◆ THE DATA:
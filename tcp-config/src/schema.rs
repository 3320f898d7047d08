// tcp-config: Configuration schema and validation

use crate::{ConfigError, Result};
use serde::{Deserialize, Serialize};
use tcp_crypto::{HybridMode, IntegrityConfig};
use tcp_kernel::codec::DecodeMode;
use tcp_kernel::descriptor::command_hash;
use tcp_kernel::policy::PolicySpec;

/// Top-level deployment configuration.
#[derive(Debug, Clone, Default, Serialize, Deserialize)]
#[serde(default)]
pub struct TcpConfig {
    pub node: NodeSection,
    pub quorum: QuorumSection,
    pub integrity: IntegritySection,
    pub codec: CodecSection,
    pub policy: PolicySection,
    pub audit: AuditSection,
    pub keystore: KeystoreSection,
    pub telemetry: TelemetrySection,
}

#[derive(Debug, Clone, Serialize, Deserialize)]
#[serde(default)]
pub struct NodeSection {
    /// This node's validator ID
    pub validator_id: u16,
    /// tracing env-filter directive
    pub log_filter: String,
}

impl Default for NodeSection {
    fn default() -> Self {
        Self {
            validator_id: 1,
            log_filter: "info".to_string(),
        }
    }
}

#[derive(Debug, Clone, Serialize, Deserialize)]
#[serde(default)]
pub struct QuorumSection {
    /// Honest-quorum threshold; 75 is the floor, raising is legal
    pub threshold_pct: u8,
    pub deadline_ms: u64,
    /// Expected validator count, for status display
    pub validators: u16,
}

impl Default for QuorumSection {
    fn default() -> Self {
        Self {
            threshold_pct: 75,
            deadline_ms: 250,
            validators: 4,
        }
    }
}

#[derive(Debug, Clone, Serialize, Deserialize)]
#[serde(default)]
pub struct IntegritySection {
    pub pq_required: bool,
    /// "strict" or "permissive"
    pub hybrid: String,
    pub proof_timeout_ms: u64,
    pub proof_cache_entries: usize,
}

impl Default for IntegritySection {
    fn default() -> Self {
        Self {
            pq_required: false,
            hybrid: "strict".to_string(),
            proof_timeout_ms: 50,
            proof_cache_entries: 1024,
        }
    }
}

impl IntegritySection {
    pub fn to_integrity_config(&self) -> Result<IntegrityConfig> {
        let hybrid = match self.hybrid.as_str() {
            "strict" => HybridMode::Strict,
            "permissive" => HybridMode::Permissive,
            other => {
                return Err(ConfigError::Validation(format!(
                    "unknown hybrid mode: {other}"
                )))
            }
        };
        Ok(IntegrityConfig {
            pq_required: self.pq_required,
            hybrid,
        })
    }
}

#[derive(Debug, Clone, Serialize, Deserialize)]
#[serde(default)]
pub struct CodecSection {
    /// "strict" or "lenient" reserved-bit handling
    pub mode: String,
}

impl Default for CodecSection {
    fn default() -> Self {
        Self {
            mode: "strict".to_string(),
        }
    }
}

impl CodecSection {
    pub fn to_decode_mode(&self) -> Result<DecodeMode> {
        match self.mode.as_str() {
            "strict" => Ok(DecodeMode::Strict),
            "lenient" => Ok(DecodeMode::Lenient),
            other => Err(ConfigError::Validation(format!(
                "unknown decode mode: {other}"
            ))),
        }
    }
}

#[derive(Debug, Clone, Serialize, Deserialize)]
#[serde(default)]
pub struct PolicySection {
    pub version: u64,
    pub strict_flags: bool,
    /// Decision for HIGH-risk file/network-only descriptors:
    /// "allow", "deny", or "defer"
    pub high_plain: String,
    /// Commands exempt from the HIGH/CRITICAL default deny; hashed at load
    pub allow_commands: Vec<String>,
}

impl Default for PolicySection {
    fn default() -> Self {
        Self {
            version: 1,
            strict_flags: true,
            high_plain: "defer".to_string(),
            allow_commands: Vec::new(),
        }
    }
}

impl PolicySection {
    pub fn to_policy_spec(&self) -> Result<PolicySpec> {
        use tcp_kernel::decision::Decision;
        let high_plain = match self.high_plain.as_str() {
            "allow" => Decision::Allow,
            "deny" => Decision::Deny,
            "defer" => Decision::Defer,
            other => {
                return Err(ConfigError::Validation(format!(
                    "unknown high_plain decision: {other}"
                )))
            }
        };
        Ok(PolicySpec {
            version: self.version,
            strict_flags: self.strict_flags,
            high_plain,
            allow_list: self.allow_commands.iter().map(|c| command_hash(c)).collect(),
        })
    }
}

#[derive(Debug, Clone, Serialize, Deserialize)]
#[serde(default)]
pub struct AuditSection {
    pub path: String,
    pub channel_capacity: usize,
}

impl Default for AuditSection {
    fn default() -> Self {
        Self {
            path: "tcp-audit".to_string(),
            channel_capacity: 256,
        }
    }
}

#[derive(Debug, Clone, Serialize, Deserialize)]
#[serde(default)]
pub struct KeystoreSection {
    pub path: String,
}

impl Default for KeystoreSection {
    fn default() -> Self {
        Self {
            path: "tcp-keystore.toml".to_string(),
        }
    }
}

#[derive(Debug, Clone, Serialize, Deserialize)]
#[serde(default)]
pub struct TelemetrySection {
    pub cv_threshold: f64,
    pub min_samples: u64,
}

impl Default for TelemetrySection {
    fn default() -> Self {
        Self {
            cv_threshold: 0.2,
            min_samples: 10_000,
        }
    }
}

impl TcpConfig {
    /// Reject configurations that would weaken the protocol invariants.
    pub fn validate(&self) -> Result<()> {
        if self.quorum.threshold_pct < 75 || self.quorum.threshold_pct > 100 {
            return Err(ConfigError::Validation(format!(
                "quorum threshold {}% outside [75, 100]",
                self.quorum.threshold_pct
            )));
        }
        if self.quorum.deadline_ms == 0 {
            return Err(ConfigError::Validation("quorum deadline must be nonzero".into()));
        }
        if self.quorum.validators == 0 {
            return Err(ConfigError::Validation("validator count must be nonzero".into()));
        }
        if !(self.telemetry.cv_threshold > 0.0 && self.telemetry.cv_threshold <= 1.0) {
            return Err(ConfigError::Validation(format!(
                "cv_threshold {} outside (0, 1]",
                self.telemetry.cv_threshold
            )));
        }
        if self.audit.channel_capacity == 0 {
            return Err(ConfigError::Validation(
                "audit channel capacity must be nonzero".into(),
            ));
        }
        // Surface enum-typed fields early instead of at wiring time.
        self.integrity.to_integrity_config()?;
        self.codec.to_decode_mode()?;
        self.policy.to_policy_spec()?;
        Ok(())
    }
}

◆ TO DO: Your reply should consist of all the records, restated exactly.

◆ EXERCISE OUTPUT:
filename tcp-config/src/schema.rs
repository 3320f898d7047d08
// tcp-config: Configuration schema and validation

use crate::{ConfigError, Result};
use serde::{Deserialize, Serialize};
use tcp_crypto::{HybridMode, IntegrityConfig};
use tcp_kernel::codec::DecodeMode;
use tcp_kernel::descriptor::command_hash;
use tcp_kernel::policy::PolicySpec;

/// Top-level deployment configuration.
#[derive(Debug, Clone, Default, Serialize, Deserialize)]
#[serde(default)]
pub struct TcpConfig {
    pub node: NodeSection,
    pub quorum: QuorumSection,
    pub integrity: IntegritySection,
    pub codec: CodecSection,
    pub policy: PolicySection,
    pub audit: AuditSection,
    pub keystore: KeystoreSection,
    pub telemetry: TelemetrySection,
}

#[derive(Debug, Clone, Serialize, Deserialize)]
#[serde(default)]
pub struct NodeSection {
    /// This node's validator ID
    pub validator_id: u16,
    /// tracing env-filter directive
    pub log_filter: String,
}

impl Default for NodeSection {
    fn default() -> Self {
        Self {
            validator_id: 1,
            log_filter: "info".to_string(),
        }
    }
}

#[derive(Debug, Clone, Serialize, Deserialize)]
#[serde(default)]
pub struct QuorumSection {
    /// Honest-quorum threshold; 75 is the floor, raising is legal
    pub threshold_pct: u8,
    pub deadline_ms: u64,
    /// Expected validator count, for status display
    pub validators: u16,
}

impl Default for QuorumSection {
    fn default() -> Self {
        Self {
            threshold_pct: 75,
            deadline_ms: 250,
            validators: 4,
        }
    }
}

#[derive(Debug, Clone, Serialize, Deserialize)]
#[serde(default)]
pub struct IntegritySection {
    pub pq_required: bool,
    /// "strict" or "permissive"
    pub hybrid: String,
    pub proof_timeout_ms: u64,
    pub proof_cache_entries: usize,
}

impl Default for IntegritySection {
    fn default() -> Self {
        Self {
            pq_required: false,
            hybrid: "strict".to_string(),
            proof_timeout_ms: 50,
            proof_cache_entries: 1024,
        }
    }
}

impl IntegritySection {
    pub fn to_integrity_config(&self) -> Result<IntegrityConfig> {
        let hybrid = match self.hybrid.as_str() {
            "strict" => HybridMode::Strict,
            "permissive" => HybridMode::Permissive,
            other => {
                return Err(ConfigError::Validation(format!(
                    "unknown hybrid mode: {other}"
                )))
            }
        };
        Ok(IntegrityConfig {
            pq_required: self.pq_required,
            hybrid,
        })
    }
}

#[derive(Debug, Clone, Serialize, Deserialize)]
#[serde(default)]
pub struct CodecSection {
    /// "strict" or "lenient" reserved-bit handling
    pub mode: String,
}

impl Default for CodecSection {
    fn default() -> Self {
        Self {
            mode: "strict".to_string(),
        }
    }
}

impl CodecSection {
    pub fn to_decode_mode(&self) -> Result<DecodeMode> {
        match self.mode.as_str() {
            "strict" => Ok(DecodeMode::Strict),
            "lenient" => Ok(DecodeMode::Lenient),
            other => Err(ConfigError::Validation(format!(
                "unknown decode mode: {other}"
            ))),
        }
    }
}

#[derive(Debug, Clone, Serialize, Deserialize)]
#[serde(default)]
pub struct PolicySection {
    pub version: u64,
    pub strict_flags: bool,
    /// Decision for HIGH-risk file/network-only descriptors:
    /// "allow", "deny", or "defer"
    pub high_plain: String,
    /// Commands exempt from the HIGH/CRITICAL default deny; hashed at load
    pub allow_commands: Vec<String>,
}

impl Default for PolicySection {
    fn default() -> Self {
        Self {
            version: 1,
            strict_flags: true,
            high_plain: "defer".to_string(),
            allow_commands: Vec::new(),
        }
    }
}

impl PolicySection {
    pub fn to_policy_spec(&self) -> Result<PolicySpec> {
        use tcp_kernel::decision::Decision;
        let high_plain = match self.high_plain.as_str() {
            "allow" => Decision::Allow,
            "deny" => Decision::Deny,
            "defer" => Decision::Defer,
            other => {
                return Err(ConfigError::Validation(format!(
                    "unknown high_plain decision: {other}"
                )))
            }
        };
        Ok(PolicySpec {
            version: self.version,
            strict_flags: self.strict_flags,
            high_plain,
            allow_list: self.allow_commands.iter().map(|c| command_hash(c)).collect(),
        })
    }
}

#[derive(Debug, Clone, Serialize, Deserialize)]
#[serde(default)]
pub struct AuditSection {
    pub path: String,
    pub channel_capacity: usize,
}

impl Default for AuditSection {
    fn default() -> Self {
        Self {
            path: "tcp-audit".to_string(),
            channel_capacity: 256,
        }
    }
}

#[derive(Debug, Clone, Serialize, Deserialize)]
#[serde(default)]
pub struct KeystoreSection {
    pub path: String,
}

impl Default for KeystoreSection {
    fn default() -> Self {
        Self {
            path: "tcp-keystore.toml".to_string(),
        }
    }
}

#[derive(Debug, Clone, Serialize, Deserialize)]
#[serde(default)]
pub struct TelemetrySection {
    pub cv_threshold: f64,
    pub min_samples: u64,
}

impl Default for TelemetrySection {
    fn default() -> Self {
        Self {
            cv_threshold: 0.2,
            min_samples: 10_000,
        }
    }
}

impl TcpConfig {
    /// Reject configurations that would weaken the protocol invariants.
    pub fn validate(&self) -> Result<()> {
        if self.quorum.threshold_pct < 75 || self.quorum.threshold_pct > 100 {
            return Err(ConfigError::Validation(format!(
                "quorum threshold {}% outside [75, 100]",
                self.quorum.threshold_pct
            )));
        }
        if self.quorum.deadline_ms == 0 {
            return Err(ConfigError::Validation("quorum deadline must be nonzero".into()));
        }
        if self.quorum.validators == 0 {
            return Err(ConfigError::Validation("validator count must be nonzero".into()));
        }
        if !(self.telemetry.cv_threshold > 0.0 && self.telemetry.cv_threshold <= 1.0) {
            return Err(ConfigError::Validation(format!(
                "cv_threshold {} outside (0, 1]",
                self.telemetry.cv_threshold
            )));
        }
        if self.audit.channel_capacity == 0 {
            return Err(ConfigError::Validation(
                "audit channel capacity must be nonzero".into(),
            ));
        }
        // Surface enum-typed fields early instead of at wiring time.
        self.integrity.to_integrity_config()?;
        self.codec.to_decode_mode()?;
        self.policy.to_policy_spec()?;
        Ok(())
    }
}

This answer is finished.